= Beginning of Section =

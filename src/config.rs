use std::collections::HashMap;
use std::fs;

/// Minimal INI-style configuration.
///
/// Consumed sections:
/// - `[Logging]`: `log_filename`, `log_path`.
/// - `[Audio]`: `input_device`, `output_device` (device-name overrides;
///   default devices are used when absent).
/// - `[Session]`: `target_language` (default translation target).
#[derive(Debug)]
pub struct Config {
    pub globals: HashMap<String, String>,
    pub sections: HashMap<String, HashMap<String, String>>,
}

impl Config {
    pub fn load(path: &str) -> Result<Self, String> {
        let content =
            fs::read_to_string(path).map_err(|e| format!("Error reading file {path}: {e}"))?;
        Ok(Self::parse(&content))
    }

    fn parse(content: &str) -> Self {
        let mut globals = HashMap::new();
        let mut sections: HashMap<String, HashMap<String, String>> = HashMap::new();
        let mut current_section: Option<String> = None;

        for line in content.lines() {
            let line = line.trim();
            if line.is_empty() || line.starts_with('#') {
                continue;
            }

            if line.starts_with('[') && line.ends_with(']') {
                let name = &line[1..line.len() - 1];
                current_section = Some(name.to_string());
                continue;
            }

            if let Some(pos) = line.find('=') {
                let key = line[..pos].trim().to_string();
                let value = line[pos + 1..].trim().trim_matches('"').to_string();

                match &current_section {
                    None => {
                        globals.insert(key, value);
                    }
                    Some(sec) => {
                        sections.entry(sec.clone()).or_default().insert(key, value);
                    }
                }
            }
        }
        Config { globals, sections }
    }

    pub fn empty() -> Self {
        Self {
            globals: HashMap::new(),
            sections: HashMap::new(),
        }
    }

    #[must_use]
    pub fn get(&self, section: &str, key: &str) -> Option<&str> {
        self.sections
            .get(section)
            .and_then(|sec| sec.get(key))
            .map(|s| s.as_str())
    }

    #[must_use]
    pub fn get_non_empty(&self, section: &str, key: &str) -> Option<&str> {
        self.get(section, key).filter(|s| !s.is_empty())
    }

    #[must_use]
    pub fn get_global(&self, key: &str) -> Option<&str> {
        self.globals.get(key).map(|s| s.as_str())
    }

    #[must_use]
    pub fn get_or_default<'a>(&'a self, section: &str, key: &str, default: &'a str) -> &'a str {
        self.get(section, key)
            .or_else(|| self.get_global(key))
            .unwrap_or(default)
    }
}

#[cfg(test)]
mod tests {
    #![allow(clippy::unwrap_used)]
    use super::*;

    #[test]
    fn parses_sections_and_globals() {
        let cfg = Config::parse(
            "lang = \"Sinhala\"\n\
             # comment\n\
             [Audio]\n\
             input_device = USB Mic\n\
             output_device = \"\"\n",
        );
        assert_eq!(cfg.get_global("lang"), Some("Sinhala"));
        assert_eq!(cfg.get("Audio", "input_device"), Some("USB Mic"));
        assert_eq!(cfg.get_non_empty("Audio", "output_device"), None);
        assert_eq!(cfg.get("Audio", "missing"), None);
    }

    #[test]
    fn get_or_default_falls_back_to_global_then_default() {
        let cfg = Config::parse("target_language = Tamil\n[Session]\n");
        assert_eq!(
            cfg.get_or_default("Session", "target_language", "Spanish"),
            "Tamil"
        );
        assert_eq!(cfg.get_or_default("Session", "other", "Spanish"), "Spanish");
    }
}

= End of Section =

Search the records for the string "Tamil" and, wherever a line contains it, please copy that line.

        let cfg = Config::parse("target_language = Tamil\n[Session]\n");
            "Tamil"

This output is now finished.